(PROVIDED ENTRIES)

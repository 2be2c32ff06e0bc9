//! Reconciled rendering: compose the whole screen, rewrite only rows that changed.

use crate::core::output::TerminalCmd;
use crate::render::bridge::{RenderMode, Renderer};
use crate::render::frame::{transcript_rows, View};
use crate::render::line_view::LineView;

const SYNC_START: &str = "\x1b[?2026h";
const SYNC_END: &str = "\x1b[?2026l";

/// Full-frame renderer with a reverse-video software cursor.
///
/// The input line sits on the bottom row and the transcript tail is bottom-aligned above it.
/// Each render composes the complete frame and diffs it row by row against the previous one.
#[derive(Debug, Default)]
pub struct ReconciledRenderer {
    previous: Vec<String>,
    previous_size: Option<(u16, u16)>,
}

impl ReconciledRenderer {
    pub fn new() -> Self {
        Self::default()
    }

    /// The full frame for `view`, one string per screen row.
    pub fn compose(view: &View<'_>, columns: u16, rows: u16) -> Vec<String> {
        let height = usize::from(rows);
        let width = usize::from(columns);
        if height == 0 {
            return Vec::new();
        }

        let input = LineView::new(view.line, view.prompt, view.placeholder, width);
        let transcript = transcript_rows(view.transcript, height - 1, width);

        let mut frame = vec![String::new(); height - 1 - transcript.len()];
        frame.extend(transcript);
        frame.push(input.render_highlighted());
        frame
    }
}

impl Renderer for ReconciledRenderer {
    fn mode(&self) -> RenderMode {
        RenderMode::Reconciled
    }

    fn focus(&mut self) -> Vec<TerminalCmd> {
        self.invalidate();
        vec![TerminalCmd::HideCursor]
    }

    fn blur(&mut self) -> Vec<TerminalCmd> {
        vec![TerminalCmd::ShowCursor]
    }

    fn cursor_report(&mut self, _row: u16, _col: u16) -> bool {
        false
    }

    fn invalidate(&mut self) {
        self.previous.clear();
        self.previous_size = None;
    }

    fn render(&mut self, view: &View<'_>, columns: u16, rows: u16) -> Vec<TerminalCmd> {
        let frame = Self::compose(view, columns, rows);
        let full = self.previous_size != Some((columns, rows));

        let changed: Vec<usize> = (0..frame.len())
            .filter(|row| full || self.previous.get(*row) != Some(&frame[*row]))
            .collect();
        if changed.is_empty() {
            return Vec::new();
        }

        let mut cmds = vec![TerminalCmd::BytesStatic(SYNC_START)];
        if full {
            cmds.push(TerminalCmd::HideCursor);
        }
        for row in changed {
            cmds.push(TerminalCmd::MoveTo {
                row: row as u16,
                col: 0,
            });
            cmds.push(TerminalCmd::ClearLine);
            if !frame[row].is_empty() {
                cmds.push(TerminalCmd::Bytes(frame[row].clone()));
            }
        }
        cmds.push(TerminalCmd::BytesStatic(SYNC_END));

        tracing::trace!(target: "chatline::render", full, rows = frame.len(), "reconciled frame");
        self.previous = frame;
        self.previous_size = Some((columns, rows));
        cmds
    }
}

#[cfg(test)]
mod tests {
    use super::ReconciledRenderer;
    use crate::core::input_line::InputLine;
    use crate::core::output::TerminalCmd;
    use crate::core::render_buffer::RenderBuffer;
    use crate::render::bridge::Renderer;
    use crate::render::frame::View;

    fn view<'a>(transcript: &'a RenderBuffer, line: &'a InputLine) -> View<'a> {
        View {
            transcript,
            line,
            prompt: "> ",
            placeholder: "",
        }
    }

    fn rewritten_rows(cmds: &[TerminalCmd]) -> Vec<u16> {
        cmds.iter()
            .filter_map(|cmd| match cmd {
                TerminalCmd::MoveTo { row, .. } => Some(*row),
                _ => None,
            })
            .collect()
    }

    #[test]
    fn compose_puts_input_on_bottom_row() {
        let mut transcript = RenderBuffer::new();
        transcript.append("hello\n");
        let line = InputLine::from_text("hi");

        let frame = ReconciledRenderer::compose(&view(&transcript, &line), 20, 4);

        assert_eq!(frame.len(), 4);
        assert_eq!(frame[0], "");
        assert_eq!(frame[1], "");
        assert_eq!(frame[2], "hello\x1b[0m");
        assert_eq!(frame[3], "> hi\x1b[7m \x1b[27m");
    }

    #[test]
    fn first_render_draws_every_row() {
        let transcript = RenderBuffer::new();
        let line = InputLine::new();
        let mut renderer = ReconciledRenderer::new();

        let cmds = renderer.render(&view(&transcript, &line), 20, 3);
        assert_eq!(rewritten_rows(&cmds), vec![0, 1, 2]);
        assert!(cmds.contains(&TerminalCmd::HideCursor));
    }

    #[test]
    fn typing_rewrites_only_the_input_row() {
        let transcript = RenderBuffer::new();
        let mut renderer = ReconciledRenderer::new();
        renderer.render(&view(&transcript, &InputLine::new()), 20, 5);

        let cmds = renderer.render(&view(&transcript, &InputLine::from_text("a")), 20, 5);
        assert_eq!(rewritten_rows(&cmds), vec![4]);

        let cmds = renderer.render(&view(&transcript, &InputLine::from_text("a")), 20, 5);
        assert!(cmds.is_empty());
    }

    #[test]
    fn resize_forces_full_redraw() {
        let transcript = RenderBuffer::new();
        let line = InputLine::new();
        let mut renderer = ReconciledRenderer::new();
        renderer.render(&view(&transcript, &line), 20, 2);

        let cmds = renderer.render(&view(&transcript, &line), 30, 2);
        assert_eq!(rewritten_rows(&cmds), vec![0, 1]);
    }
}
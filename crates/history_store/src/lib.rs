mod backend;
mod error;
mod paths;
mod persister;
mod store;

pub use backend::{HistoryBackend, JsonFileBackend, MemoryBackend};
pub use error::HistoryStoreError;
pub use paths::{default_history_path, history_path, history_root};
pub use store::{HistoryStore, HISTORY_CAPACITY};
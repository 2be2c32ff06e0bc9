use std::time::{Duration, Instant};

use chatline::RenderBuffer;

fn filled(lines: usize) -> RenderBuffer {
    let mut buffer = RenderBuffer::new();
    for idx in 0..lines {
        buffer.append(&format!("assistant line {idx}: streamed response text\n"));
    }
    buffer
}

#[test]
fn tail_of_large_transcript_reports_hidden_lines() {
    let buffer = filled(5_000);
    assert_eq!(buffer.total_lines(), 5_000);

    let tail = buffer.get_tail(300);
    assert_eq!(tail.hidden_lines_count, 4_700);
    assert_eq!(tail.total_lines, 5_000);
    assert_eq!(tail.lines().count(), 300);
    assert_eq!(
        tail.lines().next(),
        Some("assistant line 4700: streamed response text")
    );
}

#[test]
fn tail_read_is_well_under_budget() {
    let buffer = filled(5_000);

    let started = Instant::now();
    let tail = buffer.get_tail(300);
    let elapsed = started.elapsed();

    assert_eq!(tail.hidden_lines_count, 4_700);
    assert!(
        elapsed < Duration::from_millis(100),
        "get_tail(300) took {elapsed:?}"
    );
}

#[test]
fn streaming_appends_keep_line_count() {
    let mut buffer = filled(5_000);
    for idx in 0..1_000 {
        buffer.append(&format!("token{idx} "));
    }
    buffer.append("\n");
    assert_eq!(buffer.total_lines(), 5_001);
    assert_eq!(buffer.get_tail(1).hidden_lines_count, 5_000);
}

(End PROVIDED ENTRIES)

**TASK DESCRIPTION:**
Retype the listing from above, matching it exactly.

**RESULT FOR THIS EXERCISE:**
repository 2be2c32ff06e0bc9
//! Reconciled rendering: compose the whole screen, rewrite only rows that changed.

use crate::core::output::TerminalCmd;
use crate::render::bridge::{RenderMode, Renderer};
use crate::render::frame::{transcript_rows, View};
use crate::render::line_view::LineView;

const SYNC_START: &str = "\x1b[?2026h";
const SYNC_END: &str = "\x1b[?2026l";

/// Full-frame renderer with a reverse-video software cursor.
///
/// The input line sits on the bottom row and the transcript tail is bottom-aligned above it.
/// Each render composes the complete frame and diffs it row by row against the previous one.
#[derive(Debug, Default)]
pub struct ReconciledRenderer {
    previous: Vec<String>,
    previous_size: Option<(u16, u16)>,
}

impl ReconciledRenderer {
    pub fn new() -> Self {
        Self::default()
    }

    /// The full frame for `view`, one string per screen row.
    pub fn compose(view: &View<'_>, columns: u16, rows: u16) -> Vec<String> {
        let height = usize::from(rows);
        let width = usize::from(columns);
        if height == 0 {
            return Vec::new();
        }

        let input = LineView::new(view.line, view.prompt, view.placeholder, width);
        let transcript = transcript_rows(view.transcript, height - 1, width);

        let mut frame = vec![String::new(); height - 1 - transcript.len()];
        frame.extend(transcript);
        frame.push(input.render_highlighted());
        frame
    }
}

impl Renderer for ReconciledRenderer {
    fn mode(&self) -> RenderMode {
        RenderMode::Reconciled
    }

    fn focus(&mut self) -> Vec<TerminalCmd> {
        self.invalidate();
        vec![TerminalCmd::HideCursor]
    }

    fn blur(&mut self) -> Vec<TerminalCmd> {
        vec![TerminalCmd::ShowCursor]
    }

    fn cursor_report(&mut self, _row: u16, _col: u16) -> bool {
        false
    }

    fn invalidate(&mut self) {
        self.previous.clear();
        self.previous_size = None;
    }

    fn render(&mut self, view: &View<'_>, columns: u16, rows: u16) -> Vec<TerminalCmd> {
        let frame = Self::compose(view, columns, rows);
        let full = self.previous_size != Some((columns, rows));

        let changed: Vec<usize> = (0..frame.len())
            .filter(|row| full || self.previous.get(*row) != Some(&frame[*row]))
            .collect();
        if changed.is_empty() {
            return Vec::new();
        }

        let mut cmds = vec![TerminalCmd::BytesStatic(SYNC_START)];
        if full {
            cmds.push(TerminalCmd::HideCursor);
        }
        for row in changed {
            cmds.push(TerminalCmd::MoveTo {
                row: row as u16,
                col: 0,
            });
            cmds.push(TerminalCmd::ClearLine);
            if !frame[row].is_empty() {
                cmds.push(TerminalCmd::Bytes(frame[row].clone()));
            }
        }
        cmds.push(TerminalCmd::BytesStatic(SYNC_END));

        tracing::trace!(target: "chatline::render", full, rows = frame.len(), "reconciled frame");
        self.previous = frame;
        self.previous_size = Some((columns, rows));
        cmds
    }
}

#[cfg(test)]
mod tests {
    use super::ReconciledRenderer;
    use crate::core::input_line::InputLine;
    use crate::core::output::TerminalCmd;
    use crate::core::render_buffer::RenderBuffer;
    use crate::render::bridge::Renderer;
    use crate::render::frame::View;

    fn view<'a>(transcript: &'a RenderBuffer, line: &'a InputLine) -> View<'a> {
        View {
            transcript,
            line,
            prompt: "> ",
            placeholder: "",
        }
    }

    fn rewritten_rows(cmds: &[TerminalCmd]) -> Vec<u16> {
        cmds.iter()
            .filter_map(|cmd| match cmd {
                TerminalCmd::MoveTo { row, .. } => Some(*row),
                _ => None,
            })
            .collect()
    }

    #[test]
    fn compose_puts_input_on_bottom_row() {
        let mut transcript = RenderBuffer::new();
        transcript.append("hello\n");
        let line = InputLine::from_text("hi");

        let frame = ReconciledRenderer::compose(&view(&transcript, &line), 20, 4);

        assert_eq!(frame.len(), 4);
        assert_eq!(frame[0], "");
        assert_eq!(frame[1], "");
        assert_eq!(frame[2], "hello\x1b[0m");
        assert_eq!(frame[3], "> hi\x1b[7m \x1b[27m");
    }

    #[test]
    fn first_render_draws_every_row() {
        let transcript = RenderBuffer::new();
        let line = InputLine::new();
        let mut renderer = ReconciledRenderer::new();

        let cmds = renderer.render(&view(&transcript, &line), 20, 3);
        assert_eq!(rewritten_rows(&cmds), vec![0, 1, 2]);
        assert!(cmds.contains(&TerminalCmd::HideCursor));
    }

    #[test]
    fn typing_rewrites_only_the_input_row() {
        let transcript = RenderBuffer::new();
        let mut renderer = ReconciledRenderer::new();
        renderer.render(&view(&transcript, &InputLine::new()), 20, 5);

        let cmds = renderer.render(&view(&transcript, &InputLine::from_text("a")), 20, 5);
        assert_eq!(rewritten_rows(&cmds), vec![4]);

        let cmds = renderer.render(&view(&transcript, &InputLine::from_text("a")), 20, 5);
        assert!(cmds.is_empty());
    }

    #[test]
    fn resize_forces_full_redraw() {
        let transcript = RenderBuffer::new();
        let line = InputLine::new();
        let mut renderer = ReconciledRenderer::new();
        renderer.render(&view(&transcript, &line), 20, 2);

        let cmds = renderer.render(&view(&transcript, &line), 30, 2);
        assert_eq!(rewritten_rows(&cmds), vec![0, 1]);
    }
}
filename crates/history_store/src/lib.rs
mod backend;
mod error;
mod paths;
mod persister;
mod store;

pub use backend::{HistoryBackend, JsonFileBackend, MemoryBackend};
pub use error::HistoryStoreError;
pub use paths::{default_history_path, history_path, history_root};
pub use store::{HistoryStore, HISTORY_CAPACITY};
repository 2be2c32ff06e0bc9
use std::time::{Duration, Instant};

use chatline::RenderBuffer;

fn filled(lines: usize) -> RenderBuffer {
    let mut buffer = RenderBuffer::new();
    for idx in 0..lines {
        buffer.append(&format!("assistant line {idx}: streamed response text\n"));
    }
    buffer
}

#[test]
fn tail_of_large_transcript_reports_hidden_lines() {
    let buffer = filled(5_000);
    assert_eq!(buffer.total_lines(), 5_000);

    let tail = buffer.get_tail(300);
    assert_eq!(tail.hidden_lines_count, 4_700);
    assert_eq!(tail.total_lines, 5_000);
    assert_eq!(tail.lines().count(), 300);
    assert_eq!(
        tail.lines().next(),
        Some("assistant line 4700: streamed response text")
    );
}

#[test]
fn tail_read_is_well_under_budget() {
    let buffer = filled(5_000);

    let started = Instant::now();
    let tail = buffer.get_tail(300);
    let elapsed = started.elapsed();

    assert_eq!(tail.hidden_lines_count, 4_700);
    assert!(
        elapsed < Duration::from_millis(100),
        "get_tail(300) took {elapsed:?}"
    );
}

#[test]
fn streaming_appends_keep_line_count() {
    let mut buffer = filled(5_000);
    for idx in 0..1_000 {
        buffer.append(&format!("token{idx} "));
    }
    buffer.append("\n");
    assert_eq!(buffer.total_lines(), 5_001);
    assert_eq!(buffer.get_tail(1).hidden_lines_count, 5_000);
}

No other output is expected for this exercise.